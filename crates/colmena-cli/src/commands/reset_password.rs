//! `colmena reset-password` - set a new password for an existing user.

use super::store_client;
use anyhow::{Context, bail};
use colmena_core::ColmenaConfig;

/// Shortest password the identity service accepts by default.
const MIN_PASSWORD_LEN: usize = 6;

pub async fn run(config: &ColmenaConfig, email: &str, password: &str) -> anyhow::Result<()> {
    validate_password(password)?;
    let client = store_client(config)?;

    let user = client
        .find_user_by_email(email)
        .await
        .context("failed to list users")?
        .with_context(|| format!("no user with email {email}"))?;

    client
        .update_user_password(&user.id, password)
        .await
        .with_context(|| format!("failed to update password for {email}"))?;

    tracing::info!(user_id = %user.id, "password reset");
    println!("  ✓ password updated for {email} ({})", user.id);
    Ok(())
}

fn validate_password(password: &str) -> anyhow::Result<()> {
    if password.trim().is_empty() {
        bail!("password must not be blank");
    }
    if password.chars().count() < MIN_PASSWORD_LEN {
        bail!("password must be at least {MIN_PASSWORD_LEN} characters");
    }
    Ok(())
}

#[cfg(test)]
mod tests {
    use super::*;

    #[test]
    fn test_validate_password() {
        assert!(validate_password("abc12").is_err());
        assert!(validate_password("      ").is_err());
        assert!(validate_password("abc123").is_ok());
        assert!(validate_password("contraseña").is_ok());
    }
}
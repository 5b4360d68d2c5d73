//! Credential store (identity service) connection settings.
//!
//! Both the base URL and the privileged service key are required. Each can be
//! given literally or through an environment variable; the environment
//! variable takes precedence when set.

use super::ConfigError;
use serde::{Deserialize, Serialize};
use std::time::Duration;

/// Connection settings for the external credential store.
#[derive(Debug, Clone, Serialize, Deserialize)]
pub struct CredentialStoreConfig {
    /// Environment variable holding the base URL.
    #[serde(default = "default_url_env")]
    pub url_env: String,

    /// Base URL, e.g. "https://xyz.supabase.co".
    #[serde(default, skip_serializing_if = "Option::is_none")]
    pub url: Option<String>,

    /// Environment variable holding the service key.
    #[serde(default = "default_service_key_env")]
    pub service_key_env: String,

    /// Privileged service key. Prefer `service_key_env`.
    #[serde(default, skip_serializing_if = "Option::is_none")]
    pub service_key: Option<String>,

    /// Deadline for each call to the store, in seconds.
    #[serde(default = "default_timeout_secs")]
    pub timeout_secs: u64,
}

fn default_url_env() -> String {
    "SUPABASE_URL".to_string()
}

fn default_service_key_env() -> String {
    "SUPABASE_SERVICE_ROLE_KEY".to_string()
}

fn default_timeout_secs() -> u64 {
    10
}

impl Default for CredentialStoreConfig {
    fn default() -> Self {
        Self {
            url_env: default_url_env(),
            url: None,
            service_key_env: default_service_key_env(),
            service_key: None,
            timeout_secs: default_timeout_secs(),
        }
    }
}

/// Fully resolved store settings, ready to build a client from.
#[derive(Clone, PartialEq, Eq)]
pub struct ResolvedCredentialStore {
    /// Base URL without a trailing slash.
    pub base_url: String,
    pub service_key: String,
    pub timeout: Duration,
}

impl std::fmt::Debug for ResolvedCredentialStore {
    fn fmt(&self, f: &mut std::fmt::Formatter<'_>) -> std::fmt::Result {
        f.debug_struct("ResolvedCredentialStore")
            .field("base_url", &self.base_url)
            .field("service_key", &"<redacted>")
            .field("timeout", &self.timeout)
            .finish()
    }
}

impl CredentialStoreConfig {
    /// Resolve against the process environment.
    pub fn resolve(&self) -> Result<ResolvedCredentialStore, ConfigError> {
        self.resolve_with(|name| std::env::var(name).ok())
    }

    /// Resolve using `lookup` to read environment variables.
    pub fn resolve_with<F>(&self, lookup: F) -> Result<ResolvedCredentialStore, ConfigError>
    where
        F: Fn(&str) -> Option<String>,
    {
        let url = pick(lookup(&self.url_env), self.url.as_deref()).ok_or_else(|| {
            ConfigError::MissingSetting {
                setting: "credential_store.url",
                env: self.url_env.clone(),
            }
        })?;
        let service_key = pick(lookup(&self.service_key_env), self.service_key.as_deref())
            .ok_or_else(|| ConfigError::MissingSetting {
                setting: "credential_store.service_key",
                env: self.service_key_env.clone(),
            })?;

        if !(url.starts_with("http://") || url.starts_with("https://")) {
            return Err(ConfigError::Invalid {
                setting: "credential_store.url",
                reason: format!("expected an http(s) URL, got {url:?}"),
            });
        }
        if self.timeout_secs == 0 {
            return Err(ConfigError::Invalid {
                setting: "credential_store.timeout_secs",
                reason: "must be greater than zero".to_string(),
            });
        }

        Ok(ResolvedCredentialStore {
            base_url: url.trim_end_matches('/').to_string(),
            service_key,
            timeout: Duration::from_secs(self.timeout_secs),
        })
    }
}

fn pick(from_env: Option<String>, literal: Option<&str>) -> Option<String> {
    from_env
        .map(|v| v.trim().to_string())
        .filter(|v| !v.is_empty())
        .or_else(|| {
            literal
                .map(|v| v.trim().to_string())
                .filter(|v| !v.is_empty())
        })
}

YOUR GOAL ▸ Copy out, exactly and alone, the lines of the entries above between the ones holding "fn validate_password(password: &str)" and "variable; the environment", inclusive.

REPLY TO THE TASK ▸
fn validate_password(password: &str) -> anyhow::Result<()> {
    if password.trim().is_empty() {
        bail!("password must not be blank");
    }
    if password.chars().count() < MIN_PASSWORD_LEN {
        bail!("password must be at least {MIN_PASSWORD_LEN} characters");
    }
    Ok(())
}

#[cfg(test)]
mod tests {
    use super::*;

    #[test]
    fn test_validate_password() {
        assert!(validate_password("abc12").is_err());
        assert!(validate_password("      ").is_err());
        assert!(validate_password("abc123").is_ok());
        assert!(validate_password("contraseña").is_ok());
    }
}
repository 5b4360d68d2c5d73
//! Credential store (identity service) connection settings.
//!
//! Both the base URL and the privileged service key are required. Each can be
//! given literally or through an environment variable; the environment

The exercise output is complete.